Un network di case per mettere in contatto gli startupper che viaggiano per il mondo, perché lavorare e condividere uno spazio può abbattere le barriere e favorire la nascita di idee innovative. Chiara Giovenzana, membro della comunità “I Talenti Italiani all’Estero” di Aspen Institute Italia, dopo un passato da ricercatrice e da manager (come Ceo di una start-up del settore biotecnologico) adesso lavora al lancio del nuovo progetto Startup Homes.
Cos’è Startup Homes e come nasce?
L’idea di creare una rete di case per giovani imprenditori nasce l’estate scorsa a Palo Alto, attraverso un’esperienza diretta a contatto con le esigenze degli startupper della Silicon Valley. Condividere un grande spazio come quello di una villa con una decina persone, non solo può essere conveniente rispetto all’affitto di un appartamento, ma diventa anche un ottimo strumento di lavoro. È una situazione in cui il potenziale degli imprenditori che vivono e lavorano insieme si può moltiplicare, arrivando a coinvolgere anche gli investitori. Ed è logico che quando ci si ritrova seduti a tavola a fare colazione insieme le barriere si abbattono e da lì possono nascere le idee migliori o ottime occasioni di business.

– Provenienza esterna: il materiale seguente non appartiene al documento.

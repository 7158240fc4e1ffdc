//! Application log-file rotation with compression.

use std::fs::File;
use std::io::{BufReader, BufWriter};
use std::path::{Path, PathBuf};
use std::time::{Duration as StdDuration, SystemTime};

use chrono::Utc;
use flate2::write::GzEncoder;
use flate2::Compression;
use serde_json::json;
use tracing::{debug, info};

use foliofox_config::MaintenanceConfig;
use foliofox_model::TaskStatus;

use crate::error::{FolioError, Result};
use crate::maintenance::TaskExecution;

/// Rotate oversized `.log` files into timestamped gzip archives and prune
/// archives past retention. Purely filesystem work, so it runs on the
/// blocking pool.
pub async fn rotate_logs(config: &MaintenanceConfig) -> Result<TaskExecution> {
    let log_dir = config.log_dir.clone();
    let max_size_bytes = config.log_max_size_mb * 1024 * 1024;
    let retention = StdDuration::from_secs(
        (config.log_retention_days.max(0) as u64) * 24 * 60 * 60,
    );

    let outcome = tokio::task::spawn_blocking(move || {
        rotate_blocking(&log_dir, max_size_bytes, retention)
    })
    .await
    .map_err(|e| FolioError::Internal(format!("log rotation task panicked: {e}")))??;

    info!(
        rotated = outcome.rotated,
        pruned = outcome.pruned,
        "log rotation finished"
    );
    Ok(TaskExecution {
        status: TaskStatus::Completed,
        rows_affected: None,
        space_freed_bytes: Some(outcome.bytes_reclaimed),
        error: None,
        details: json!({
            "rotated": outcome.rotated,
            "archives_pruned": outcome.pruned,
        }),
    })
}

#[derive(Debug, Default)]
struct RotationOutcome {
    rotated: u64,
    pruned: u64,
    bytes_reclaimed: u64,
}

fn rotate_blocking(
    log_dir: &Path,
    max_size_bytes: u64,
    retention: StdDuration,
) -> Result<RotationOutcome> {
    let mut outcome = RotationOutcome::default();
    if !log_dir.exists() {
        return Ok(outcome);
    }

    for entry in std::fs::read_dir(log_dir)? {
        let entry = entry?;
        let path = entry.path();
        let Some(extension) = path.extension().and_then(|e| e.to_str()) else {
            continue;
        };
        let metadata = entry.metadata()?;

        match extension {
            "log" if metadata.len() > max_size_bytes => {
                let archived = archive_path(&path);
                compress_file(&path, &archived)?;
                let compressed_size =
                    std::fs::metadata(&archived).map(|m| m.len()).unwrap_or(0);
                std::fs::remove_file(&path)?;
                outcome.rotated += 1;
                outcome.bytes_reclaimed +=
                    metadata.len().saturating_sub(compressed_size);
                debug!(file = %path.display(), "rotated log file");
            }
            "gz" => {
                let expired = metadata
                    .modified()
                    .ok()
                    .and_then(|at| SystemTime::now().duration_since(at).ok())
                    .is_some_and(|age| age > retention);
                if expired {
                    outcome.bytes_reclaimed += metadata.len();
                    std::fs::remove_file(&path)?;
                    outcome.pruned += 1;
                }
            }
            _ => {}
        }
    }
    Ok(outcome)
}

fn archive_path(path: &Path) -> PathBuf {
    let stamp = Utc::now().format("%Y%m%d_%H%M%S");
    let stem = path
        .file_stem()
        .and_then(|s| s.to_str())
        .unwrap_or("log");
    path.with_file_name(format!("{stem}.{stamp}.log.gz"))
}

fn compress_file(source: &Path, target: &Path) -> Result<()> {
    let mut reader = BufReader::new(File::open(source)?);
    let writer = BufWriter::new(File::create(target)?);
    let mut encoder = GzEncoder::new(writer, Compression::default());
    std::io::copy(&mut reader, &mut encoder)?;
    encoder
        .finish()?
        .into_inner()
        .map_err(|e| FolioError::Io(e.into_error()))?;
    Ok(())
}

Questa esperienza si può esportare fuori dalla Silicon Valley?
Certamente. L’idea è quella di estenderla ad altre case già esistenti negli Stati Uniti per poi allargare il network attraverso la creazione di nuovi spazi: oltre a San Diego, San Francisco e New York penso a Berlino, Barcellona e, perché no, anche a una sede in Italia. Le potenzialità sono notevoli: le case degli startupper non solo possono offrire ospitalità alla stregua di un albergo per imprenditori e investitori, ma sono al contempo incubatori e centri per eventi e incontri di business. La nostra villa a Palo Alto, che è solo la prima del progetto, ospita ad esempio un evento a settimana: dalla grande festa della Singularity University a cene ristrette come quella con i membri del think tank Atlantic Council.
Qual è stata la risposta degli startupper al vostro progetto? Un’iniziativa del genere può prendere piede anche in Italia?
La risposta è stata entusiasta, basta pensare che al momento abbiamo una lista di attesa per entrare a fare parte del network. Questa rete di case permetterà, anche a chi cerca di fare start-up fuori da quella culla delle imprese innovative che è la Silicon Valley, di avere un posto dove lavorare e stabilirsi per un periodo negli Stati Uniti sfruttando i contatti e le possibilità offerte dal network. Alla fine quella di Startup Homes è una idea inserita nel solco della share economy, l’economia della condivisione che sta esplodendo nel mondo e credo possa far breccia anche in Italia. Nel nostro Paese, infatti, ci sono segnali incoraggianti per quanto riguarda il mondo delle start-up.
Da ricercatrice a imprenditrice. Qual è la sua storia professionale?
Ho studiato biotecnologie mediche a Modena e ho ottenuto il dottorato in biologia molecolare e biotecnologie a Ferrara. Dopo diverse esperienze di ricerca fra Europa e Stati Uniti ero convinta di essere destinata a fare il “topo da laboratorio” a vita: invece una borsa Fullbright Best mi ha portato per sei mesi in Silicon Valley a seguire corsi di technology entrepreneurship. Una volta a casa, l’idea di creare un’impresa mi sembrava troppo divertente per tornare indietro. L’occasione è arrivata dall’Università di Basilea, dove avevo fatto il post-doc: volevano creare una società, Cellec Biotek per commercializzare il brevetto del bioreattore – un dispositivo che permette di generare tessuti biologici – e ritenevano che fossi la persona giusta per guidarla. Ora, nonostante i frequentissimi viaggi, sono tornata in Silicon Valley per il nuovo progetto di Startup Homes. Alla fine solo da lì può partire la creazione di una rete di luoghi dove far vivere e interagire i diversi player del mondo dell’innovazione.